• WHAT NEEDS TO BE DONE
In the data that follows, find the line with "Items in display order."; transcribe it, every later line up to the one with "pub fn frames(&self)", and that line as well, exactly and with no others.

Saved entries:

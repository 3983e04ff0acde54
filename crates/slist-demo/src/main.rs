#![forbid(unsafe_code)]

//! Scripted SimpleList session.
//!
//! Publishes the example colors, taps a remove button, shuffles, recolors,
//! and selects a row, printing the rendered list after each step.

use std::path::PathBuf;
use std::process::ExitCode;

use clap::Parser;
use slist_demo::{ExampleScreen, SystemColor};
use slist_runtime::ConfigError;
use slist_widgets::ListConfig;

#[derive(Debug, thiserror::Error)]
enum DemoError {
    #[error("failed to read {path}: {source}")]
    Read {
        path: PathBuf,
        #[source]
        source: std::io::Error,
    },
    #[error(transparent)]
    Config(#[from] ConfigError),
    #[error("failed to encode final state: {0}")]
    Json(#[from] serde_json::Error),
}

#[derive(Parser, Debug)]
#[command(name = "slist-demo")]
#[command(about = "Drive the example color list through a scripted session")]
struct Args {
    /// Log filter (tracing-subscriber env-filter syntax)
    #[arg(long, default_value = "info")]
    log: String,

    /// List configuration file (TOML)
    #[arg(long)]
    config: Option<PathBuf>,

    /// Hold each animated batch until the next step
    #[arg(long)]
    animated: bool,

    /// Seed for the shuffle step
    #[arg(long, default_value_t = 7)]
    seed: u64,

    /// Print the final entries as JSON
    #[arg(long)]
    json: bool,
}

fn load_config(args: &Args) -> Result<ListConfig, DemoError> {
    let mut config = match &args.config {
        Some(path) => {
            let text = std::fs::read_to_string(path).map_err(|source| DemoError::Read {
                path: path.clone(),
                source,
            })?;
            ListConfig::from_toml_str(&text)?
        }
        None => ListConfig::default(),
    };
    if args.animated {
        config.deferred_completion = true;
    }
    Ok(config)
}

fn print_step(screen: &ExampleScreen, title: &str) {
    let settled = screen.settle();
    println!("== {title} ({settled} animation(s) finished)");
    for line in screen.render() {
        println!("{line}");
    }
    println!();
}

fn run(args: &Args) -> Result<(), DemoError> {
    let config = load_config(args)?;
    let mut screen = ExampleScreen::new(config);
    screen.list().on_error(|err| tracing::error!(error = %err, "list out of sync"));
    print_step(&screen, "initial");

    screen.tap_remove(1);
    print_step(&screen, "tapped remove on row 1");

    screen.view_model().shuffle(args.seed);
    print_step(&screen, "shuffled");

    if let Some(first) = screen.view_model().data().first() {
        screen.view_model().recolor(first.id, SystemColor::Other { r: 90, g: 90, b: 90 });
    }
    screen.view_model().append(SystemColor::Red);
    print_step(&screen, "recolored first row and appended");

    if let Some(id) = screen.select(0) {
        tracing::info!(id, "selected first row");
    }

    let stats = screen.list().reconciler().stats();
    tracing::info!(
        started = stats.sessions_started,
        completed = stats.sessions_completed,
        coalesced = stats.snapshots_coalesced,
        "session summary"
    );

    if args.json {
        println!("{}", serde_json::to_string_pretty(&screen.view_model().data())?);
    }
    screen.teardown();
    Ok(())
}

fn main() -> ExitCode {
    let args = Args::parse();
    tracing_subscriber::fmt()
        .with_env_filter(
            tracing_subscriber::EnvFilter::try_new(&args.log)
                .unwrap_or_else(|_| tracing_subscriber::EnvFilter::new("info")),
        )
        .with_writer(std::io::stderr)
        .init();

    match run(&args) {
        Ok(()) => ExitCode::SUCCESS,
        Err(err) => {
            tracing::error!(error = %err, "demo failed");
            ExitCode::FAILURE
        }
    }
}
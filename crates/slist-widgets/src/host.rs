#![forbid(unsafe_code)]

//! Visual collection host for a single column of rows.
//!
//! [`ListHost`] keeps one mounted row per shown item, applies operation
//! batches to them, and lays them out with the renderer's fixed metrics.
//!
//! # Invariants
//!
//! 1. Rows are bound only when mounted for an `Insert` or refreshed for an
//!    `Update`. Moves and removals never call the renderer.
//! 2. Every `Remove`, `Move` and `Update` is checked against the identity
//!    of the row it addresses before anything is touched.
//! 3. The row configurator, when set, runs right after every bind.
//! 4. `position_of` reflects the rows after every batch, including a
//!    partially applied failed one.
//!
//! # Failure Modes
//!
//! | Condition | Behavior |
//! |-----------|----------|
//! | Addressed row has another identity | batch fails with `UnknownIdentity`, rows stay as far as applied |
//! | Index outside the rows | batch fails with `OutOfBounds` |
//! | Host dropped with an animation pending | completion reports `Abandoned` |

use std::fmt;
use std::ops::Range;
use std::time::Duration;

use ahash::AHashMap;
use slist_core::{ListItem, Operation, OperationCounts};
use slist_runtime::{Batch, CollectionError, Completion, SessionId, VisualCollection};
use web_time::Instant;

use crate::config::ListConfig;
use crate::row::{RowFrame, RowMetrics, RowRenderer};

/// Hook run after every bind, used to wire row controls.
pub type RowConfigurator<T, Row> = Box<dyn FnMut(&mut Row, &T, usize)>;

struct MountedRow<T, Row> {
    item: T,
    row: Row,
    binds: u64,
}

struct PendingAnimation {
    completion: Completion,
    started: Instant,
}

/// Summary of the most recent batch a host received.
#[derive(Debug, Clone, Copy, PartialEq, Eq)]
pub struct BatchSummary {
    pub session: SessionId,
    pub counts: OperationCounts,
    pub animated: bool,
}

/// Hosts rows produced by `R` for items of type `T`.
pub struct ListHost<T: ListItem, R: RowRenderer<T>> {
    renderer: R,
    metrics: RowMetrics,
    rows: Vec<MountedRow<T, R::Row>>,
    positions: AHashMap<T::Key, usize>,
    configure: Option<RowConfigurator<T, R::Row>>,
    deferred_completion: bool,
    viewport_height: f32,
    pending: Option<PendingAnimation>,
    last_batch: Option<BatchSummary>,
    binds: u64,
    mounts: u64,
}

impl<T: ListItem, R: RowRenderer<T>> fmt::Debug for ListHost<T, R> {
    fn fmt(&self, f: &mut fmt::Formatter<'_>) -> fmt::Result {
        f.debug_struct("ListHost")
            .field("kind", &R::KIND)
            .field("rows", &self.rows.len())
            .field("metrics", &self.metrics)
            .field("animating", &self.pending.is_some())
            .field("binds", &self.binds)
            .finish()
    }
}

impl<T: ListItem, R: RowRenderer<T>> ListHost<T, R> {
    /// Create an empty host. Metrics are read from `R` once, here.
    pub fn new(renderer: R, config: &ListConfig) -> Self {
        let config = config.sanitized();
        let metrics = R::metrics().sanitized();
        tracing::debug!(kind = R::KIND, height = metrics.height, "list host created");
        Self {
            renderer,
            metrics,
            rows: Vec::new(),
            positions: AHashMap::new(),
            configure: None,
            deferred_completion: config.deferred_completion,
            viewport_height: config.viewport_height,
            pending: None,
            last_batch: None,
            binds: 0,
            mounts: 0,
        }
    }

    /// Install the row configurator and run it over the mounted rows.
    pub fn configure_rows(&mut self, configurator: impl FnMut(&mut R::Row, &T, usize) + 'static) {
        let mut configurator: RowConfigurator<T, R::Row> = Box::new(configurator);
        for (position, mounted) in self.rows.iter_mut().enumerate() {
            configurator(&mut mounted.row, &mounted.item, position);
        }
        self.configure = Some(configurator);
    }

    /// Row kind tag of the renderer.
    #[must_use]
    pub fn kind(&self) -> &'static str {
        R::KIND
    }

    #[must_use]
    pub fn renderer(&self) -> &R {
        &self.renderer
    }

    #[must_use]
    pub fn metrics(&self) -> RowMetrics {
        self.metrics
    }

    #[must_use]
    pub fn len(&self) -> usize {
        self.rows.len()
    }

    #[must_use]
    pub fn is_empty(&self) -> bool {
        self.rows.is_empty()
    }

    /// Item shown at `position`.
    #[must_use]
    pub fn item(&self, position: usize) -> Option<&T> {
        self.rows.get(position).map(|mounted| &mounted.item)
    }

    /// Row at `position`.
    #[must_use]
    pub fn row(&self, position: usize) -> Option<&R::Row> {
        self.rows.get(position).map(|mounted| &mounted.row)
    }

    pub fn row_mut(&mut self, position: usize) -> Option<&mut R::Row> {
        self.rows.get_mut(position).map(|mounted| &mut mounted.row)
    }

    /// Rows in display order.
    pub fn rows(&self) -> impl Iterator<Item = &R::Row> + '_ {
        self.rows.iter().map(|mounted| &mounted.row)
    }

    /// Items in display order.
    pub fn items(&self) -> impl Iterator<Item = &T> + '_ {
        self.rows.iter().map(|mounted| &mounted.item)
    }

    /// Position of the row showing `key`.
    #[must_use]
    pub fn position_of(&self, key: &T::Key) -> Option<usize> {
        self.positions.get(key).copied()
    }

    /// How many times the row at `position` has been bound.
    #[must_use]
    pub fn binds_at(&self, position: usize) -> Option<u64> {
        self.rows.get(position).map(|mounted| mounted.binds)
    }

    /// Renderer invocations so far.
    #[must_use]
    pub fn bind_count(&self) -> u64 {
        self.binds
    }

    /// Rows mounted so far.
    #[must_use]
    pub fn mount_count(&self) -> u64 {
        self.mounts
    }

    #[must_use]
    pub fn last_batch(&self) -> Option<BatchSummary> {
        self.last_batch
    }

    // ------------------------------------------------------------------
    // Layout
    // ------------------------------------------------------------------

    /// Frame of the row at `position`.
    #[must_use]
    pub fn frame(&self, position: usize) -> Option<RowFrame> {
        (position < self.rows.len()).then(|| self.frame_unchecked(position))
    }

    fn frame_unchecked(&self, position: usize) -> RowFrame {
        RowFrame {
            y: self.metrics.insets.top + position as f32 * self.metrics.stride(),
            height: self.metrics.height,
        }
    }

    /// Frames of every row, in order.
    #[must_use]
    pub fn frames(&self) -> Vec<RowFrame> {
        (0..self.rows.len())
            .map(|position| self.frame_unchecked(position))
            .collect()
    }

    /// Total scrollable height including insets.
    #[must_use]
    pub fn content_height(&self) -> f32 {
        let n = self.rows.len();
        let rows = if n == 0 {
            0.0
        } else {
            n as f32 * self.metrics.height + (n - 1) as f32 * self.metrics.spacing
        };
        self.metrics.insets.vertical() + rows
    }

    /// Positions of rows visible with the viewport scrolled to `scroll_y`.
    #[must_use]
    pub fn visible_range(&self, scroll_y: f32) -> Range<usize> {
        let n = self.rows.len();
        let top = if scroll_y.is_finite() { scroll_y.max(0.0) } else { 0.0 };
        let bottom = top + self.viewport_height;
        let stride = self.metrics.stride();

        let offset = (top - self.metrics.insets.top).max(0.0);
        let mut start = ((offset / stride).floor() as usize).min(n);
        while start < n && !self.frame_unchecked(start).intersects(top, bottom) {
            if self.frame_unchecked(start).y >= bottom {
                return start..start;
            }
            start += 1;
        }
        let mut end = start;
        while end < n && self.frame_unchecked(end).intersects(top, bottom) {
            end += 1;
        }
        start..end
    }

    // ------------------------------------------------------------------
    // Animation
    // ------------------------------------------------------------------

    /// Whether an animated batch is waiting for [`finish_animation`](Self::finish_animation).
    #[must_use]
    pub fn is_animating(&self) -> bool {
        self.pending.is_some()
    }

    /// Time since the pending animation started.
    #[must_use]
    pub fn animation_elapsed(&self) -> Option<Duration> {
        self.pending.as_ref().map(|pending| pending.started.elapsed())
    }

    /// End the pending animation and signal its batch as finished.
    pub fn finish_animation(&mut self) -> bool {
        let Some(pending) = self.pending.take() else {
            return false;
        };
        tracing::trace!(
            session = %pending.completion.session(),
            elapsed_us = micros(pending.started.elapsed()),
            "list animation finished"
        );
        pending.completion.finished();
        true
    }

    /// Abort the pending animation and fail its batch.
    pub fn interrupt_animation(&mut self, reason: impl Into<String>) -> bool {
        let Some(pending) = self.pending.take() else {
            return false;
        };
        pending
            .completion
            .failed(CollectionError::Host(reason.into()));
        true
    }

    fn bind_at(&mut self, position: usize) {
        let Some(mounted) = self.rows.get_mut(position) else {
            return;
        };
        self.renderer.bind(&mut mounted.row, &mounted.item, position);
        mounted.binds += 1;
        self.binds += 1;
        if let Some(configure) = self.configure.as_mut() {
            configure(&mut mounted.row, &mounted.item, position);
        }
    }

    fn reindex(&mut self) {
        self.positions.clear();
        for (position, mounted) in self.rows.iter().enumerate() {
            self.positions.insert(mounted.item.key(), position);
        }
    }
}

impl<T: ListItem, R: RowRenderer<T>> VisualCollection<T> for ListHost<T, R> {
    fn apply(&mut self, batch: Batch<T>, completion: Completion) {
        let counts = batch.ops.counts();
        self.last_batch = Some(BatchSummary {
            session: batch.session,
            counts,
            animated: batch.animate,
        });

        let mut mounted = 0u64;
        let result = batch.ops.apply_with(
            &mut self.rows,
            |slot| slot.item.key(),
            |item, _| {
                mounted += 1;
                MountedRow {
                    item: item.clone(),
                    row: R::Row::default(),
                    binds: 0,
                }
            },
            |slot, item, _| slot.item = item.clone(),
        );
        self.mounts += mounted;
        self.reindex();

        if let Err(error) = result {
            completion.failed(error.into());
            return;
        }

        // Insert and update indices are final positions.
        let rebind: Vec<usize> = batch
            .ops
            .iter()
            .filter_map(|op| match op {
                Operation::Insert { index, .. } | Operation::Update { index, .. } => Some(*index),
                Operation::Remove { .. } | Operation::Move { .. } => None,
            })
            .collect();
        for position in rebind {
            self.bind_at(position);
        }

        if self.deferred_completion && batch.animate {
            self.pending = Some(PendingAnimation {
                completion,
                started: Instant::now(),
            });
        } else {
            completion.finished();
        }
    }

    fn observed_items(&self) -> Option<Vec<T>> {
        Some(self.items().cloned().collect())
    }
}

fn micros(elapsed: Duration) -> u64 {
    u64::try_from(elapsed.as_micros()).unwrap_or(u64::MAX)
}
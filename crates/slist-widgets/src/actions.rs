#![forbid(unsafe_code)]

//! Row-to-owner event channel.
//!
//! Rows report user interaction upward as [`RowEvent`]s. The data owner
//! subscribes, performs the mutation on its own item sequence, and
//! republishes; rows never touch the list directly.
//!
//! The channel is a latest-value [`Observable`], but subscribers only see
//! events emitted after they subscribed. Replaying an old "remove" to a late
//! subscriber would repeat the mutation.

use std::cell::Cell;
use std::fmt;

use slist_runtime::{Observable, Subscription};

/// Something a row asked its owner to do.
#[derive(Debug, Clone, PartialEq, Eq)]
pub enum RowEvent<K> {
    /// A row control was activated for the item with identity `key`.
    ActionRequested { key: K, action: &'static str },
    /// The row at `position` was selected.
    Selected { key: K, position: usize },
}

impl<K> RowEvent<K> {
    /// Identity the event refers to.
    #[must_use]
    pub fn key(&self) -> &K {
        match self {
            Self::ActionRequested { key, .. } | Self::Selected { key, .. } => key,
        }
    }
}

/// Shared handle to a row event channel.
pub struct RowActions<K> {
    channel: Observable<RowEvent<K>>,
}

impl<K> Clone for RowActions<K> {
    fn clone(&self) -> Self {
        Self {
            channel: self.channel.clone(),
        }
    }
}

impl<K> Default for RowActions<K> {
    fn default() -> Self {
        Self {
            channel: Observable::empty(),
        }
    }
}

impl<K: fmt::Debug> fmt::Debug for RowActions<K> {
    fn fmt(&self, f: &mut fmt::Formatter<'_>) -> fmt::Result {
        f.debug_struct("RowActions")
            .field("emitted", &self.channel.version())
            .field("subscribers", &self.channel.subscriber_count())
            .finish()
    }
}

impl<K: Clone + 'static> RowActions<K> {
    #[must_use]
    pub fn new() -> Self {
        Self::default()
    }

    /// Deliver `event` to current subscribers.
    pub fn emit(&self, event: RowEvent<K>) {
        self.channel.set(event);
    }

    /// Emit [`RowEvent::ActionRequested`].
    pub fn request(&self, key: K, action: &'static str) {
        self.emit(RowEvent::ActionRequested { key, action });
    }

    /// Listen for events emitted from now on.
    pub fn subscribe(&self, callback: impl Fn(&RowEvent<K>) + 'static) -> Subscription {
        let skip_replay = Cell::new(self.channel.has_value());
        self.channel.subscribe(move |event| {
            if skip_replay.replace(false) {
                return;
            }
            callback(event);
        })
    }

    /// A control bound to `key` that requests `action` when pressed.
    #[must_use]
    pub fn button(&self, key: K, action: &'static str) -> ActionButton<K> {
        ActionButton {
            key,
            action,
            actions: self.clone(),
        }
    }

    /// Most recent event.
    #[must_use]
    pub fn last(&self) -> Option<RowEvent<K>> {
        self.channel.get()
    }

    /// Events emitted so far.
    #[must_use]
    pub fn emitted(&self) -> u64 {
        self.channel.version()
    }
}

/// A row control wired to one identity and one action.
pub struct ActionButton<K> {
    key: K,
    action: &'static str,
    actions: RowActions<K>,
}

impl<K: Clone> Clone for ActionButton<K> {
    fn clone(&self) -> Self {
        Self {
            key: self.key.clone(),
            action: self.action,
            actions: self.actions.clone(),
        }
    }
}

impl<K: fmt::Debug> fmt::Debug for ActionButton<K> {
    fn fmt(&self, f: &mut fmt::Formatter<'_>) -> fmt::Result {
        f.debug_struct("ActionButton")
            .field("key", &self.key)
            .field("action", &self.action)
            .finish()
    }
}

impl<K: Clone + 'static> ActionButton<K> {
    /// Emit the bound action.
    pub fn press(&self) {
        self.actions.request(self.key.clone(), self.action);
    }

    #[must_use]
    pub fn key(&self) -> &K {
        &self.key
    }

    #[must_use]
    pub fn action(&self) -> &'static str {
        self.action
    }
}

#[cfg(test)]
mod tests {
    use super::*;
    use std::cell::RefCell;
    use std::rc::Rc;

    fn recorder(actions: &RowActions<u32>) -> (Rc<RefCell<Vec<RowEvent<u32>>>>, Subscription) {
        let seen = Rc::new(RefCell::new(Vec::new()));
        let sink = Rc::clone(&seen);
        let sub = actions.subscribe(move |event| sink.borrow_mut().push(event.clone()));
        (seen, sub)
    }

    #[test]
    fn button_press_reaches_subscriber() {
        let actions = RowActions::new();
        let (seen, _sub) = recorder(&actions);

        actions.button(7, "remove").press();
        assert_eq!(*seen.borrow(), vec![RowEvent::ActionRequested {
            key: 7,
            action: "remove"
        }]);
        assert_eq!(actions.emitted(), 1);
    }

    #[test]
    fn late_subscriber_does_not_see_old_events() {
        let actions = RowActions::new();
        actions.request(1, "remove");

        let (seen, _sub) = recorder(&actions);
        assert!(seen.borrow().is_empty());

        actions.emit(RowEvent::Selected { key: 2, position: 0 });
        assert_eq!(seen.borrow().len(), 1);
        assert_eq!(seen.borrow()[0].key(), &2);
    }

    #[test]
    fn dropped_subscription_stops_delivery() {
        let actions = RowActions::new();
        let (seen, sub) = recorder(&actions);
        drop(sub);
        actions.request(3, "remove");
        assert!(seen.borrow().is_empty());
        assert_eq!(
            actions.last(),
            Some(RowEvent::ActionRequested {
                key: 3,
                action: "remove"
            })
        );
    }
}
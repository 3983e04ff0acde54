#![forbid(unsafe_code)]

//! Latest-value publication primitives.
//!
//! - [`Observable`]: a shared single-slot value with a version counter and
//!   push notification to subscribers.
//! - [`Subscription`]: RAII guard that unsubscribes on drop.
//!
//! # Architecture
//!
//! `Observable<T>` uses `Rc<RefCell<..>>` for single-threaded shared
//! ownership, matching the rule that list data is published and consumed on
//! the UI context. Subscribers are stored as `Weak` callbacks and cleaned up
//! lazily during notification; the [`Subscription`] owns the only strong
//! reference.
//!
//! # Invariants
//!
//! 1. The slot holds at most one value; each `set` replaces it and bumps the
//!    version by exactly one.
//! 2. A new subscriber immediately receives the current value, if any.
//! 3. Subscribers are notified in registration order.
//! 4. A publish made from inside a callback supersedes the one in progress:
//!    remaining subscribers only see the newer value.
//! 5. Dropping a [`Subscription`] removes the callback before the next
//!    notification cycle.

pub mod observable;

pub use observable::{Observable, Subscription};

• EXERCISE RESULT
    /// Items in display order.
    pub fn items(&self) -> impl Iterator<Item = &T> + '_ {
        self.rows.iter().map(|mounted| &mounted.item)
    }

    /// Position of the row showing `key`.
    #[must_use]
    pub fn position_of(&self, key: &T::Key) -> Option<usize> {
        self.positions.get(key).copied()
    }

    /// How many times the row at `position` has been bound.
    #[must_use]
    pub fn binds_at(&self, position: usize) -> Option<u64> {
        self.rows.get(position).map(|mounted| mounted.binds)
    }

    /// Renderer invocations so far.
    #[must_use]
    pub fn bind_count(&self) -> u64 {
        self.binds
    }

    /// Rows mounted so far.
    #[must_use]
    pub fn mount_count(&self) -> u64 {
        self.mounts
    }

    #[must_use]
    pub fn last_batch(&self) -> Option<BatchSummary> {
        self.last_batch
    }

    // ------------------------------------------------------------------
    // Layout
    // ------------------------------------------------------------------

    /// Frame of the row at `position`.
    #[must_use]
    pub fn frame(&self, position: usize) -> Option<RowFrame> {
        (position < self.rows.len()).then(|| self.frame_unchecked(position))
    }

    fn frame_unchecked(&self, position: usize) -> RowFrame {
        RowFrame {
            y: self.metrics.insets.top + position as f32 * self.metrics.stride(),
            height: self.metrics.height,
        }
    }

    /// Frames of every row, in order.
    #[must_use]
    pub fn frames(&self) -> Vec<RowFrame> {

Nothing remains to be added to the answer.